(Listed entries begins)

use std::sync::Arc;
use std::time::Duration;

use async_trait::async_trait;
use common_types::{Phase, ResponseSample};
use http::{Method, Request};
use hyper::Body;
use linkload_http::lookup_url;
use linkload_metrics::RunStats;
use load_executor::Iteration;
use log::{debug, trace};
use response_assert::StatusCheck;
use tokio::time::sleep;

use crate::http_util::{send, HttpClient};
use crate::provisioner::LinkPool;

/// One lookup of a random pooled code per iteration. A 3xx or a 429 passes the check; anything
/// else fails it, but never the iteration.
pub struct RedirectProbe {
    client: HttpClient,
    base_url: String,
    pool: Arc<LinkPool>,
    check: StatusCheck,
    stats: Arc<RunStats>,
    request_timeout: Duration,
    pause: Duration,
}

impl RedirectProbe {
    /// `pool` must not be empty.
    pub fn new(
        client: HttpClient,
        base_url: &str,
        pool: Arc<LinkPool>,
        stats: Arc<RunStats>,
        request_timeout: Duration,
        pause: Duration,
    ) -> Self {
        RedirectProbe {
            client,
            base_url: base_url.trim_end_matches('/').to_string(),
            pool,
            check: StatusCheck::redirect_or_rate_limited(),
            stats,
            request_timeout,
            pause,
        }
    }

    /// A code drawn uniformly at random from the pool.
    pub fn pick(&self) -> Option<&str> {
        if self.pool.is_empty() {
            return None;
        }
        self.pool
            .get(fastrand::usize(..self.pool.len()))
            .map(String::as_str)
    }

    async fn probe(&self, nth: u64, code: &str) {
        let request = match Request::builder()
            .method(Method::GET)
            .uri(lookup_url(&self.base_url, code))
            .body(Body::empty())
        {
            Ok(request) => request,
            Err(e) => {
                debug!("[RedirectProbe] - iteration {} - invalid lookup of '{}' - {}", nth, code, e);
                if let Err(e) = self.check.record(self.stats.as_ref(), None) {
                    trace!("[RedirectProbe] - iteration {} - {}", nth, e);
                }
                return;
            }
        };
        let exchange = send(&self.client, request, self.request_timeout).await;
        let status = exchange.status();
        self.stats
            .record_request(&ResponseSample::new(Phase::Iteration, status, exchange.elapsed));
        if let Err(e) = self.check.record(self.stats.as_ref(), status) {
            trace!("[RedirectProbe] - iteration {} - /{} - {}", nth, code, e);
        }
    }
}

#[async_trait]
impl Iteration for RedirectProbe {
    async fn run(&self, nth: u64) {
        if let Some(code) = self.pick() {
            self.probe(nth, code).await;
        }
        sleep(self.pause).await;
    }
}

(Listed entries ends)

Problem statement
Line by line, check the material above for the word "code", then give the number of lines that hold it and nothing else.

Task answer
8